Background: Screening for lesions in the oral cavity is critical for early diagnosis of oral squamous cell carcinoma (OSCC). Targeted next generation sequencing-based (NGS) mutation analysis of cancer driver genes becomes a reality for personalized medicine and cancer therapeutics. Materials and methods: In the present study, we have performed a targeted NGS-based mutation analysis of 50 known oncogenes and tumor suppressor genes in clinically diagnosed potentially malignant lesions and tissues of OSCC. NGS-based analysis of DNA obtained from biopsies of histopathologically confirmed cases of potentially malignant lesions and OSCC specimens were performed using Ion AmpliSeq™ Cancer Hotspot Panel V2 using the Ion Proton™ Sequencer System, followed by data analysis using Ion Reporter™ and Torrent Suite™ software.
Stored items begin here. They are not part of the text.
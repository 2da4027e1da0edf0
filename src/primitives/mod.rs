//! Low-level building blocks shared by the builder and the reader.
//!
//! Includes byte utilities, the growable typed array and the generic
//! callback-driven sort engine.

/// Byte-level utilities and little-endian field access.
pub mod bytes;

/// Growable homogeneously typed array with amortized geometric growth.
pub mod dynarray;

/// Comparator/swap driven in-place quicksort.
pub mod sort;

/// Outstanding zero-copy view tracking.
pub mod export;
Results: NGS analysis indicated a total of 69 mutations present in 25 genes in potentially malignant lesions and OSCC specimens. We identified recurrent mutations in known OSCC driver genes ATM (11%), TP53 (55%), HRAS (16%), SMAD4 (13%), PIK3CA (16%), and ERBB4 (11%) in potentially malignant lesions and OSCC specimens. Driver mutation analysis identified recurrent TP53 and HRAS driver mutations in our OSCC specimens. Conclusion: Data generated from our study may enable an application of targeted NGS analysis of driver mutations for better therapeutic choice and improved outcomes for OSCC subjects when combined with clinical diagnosis.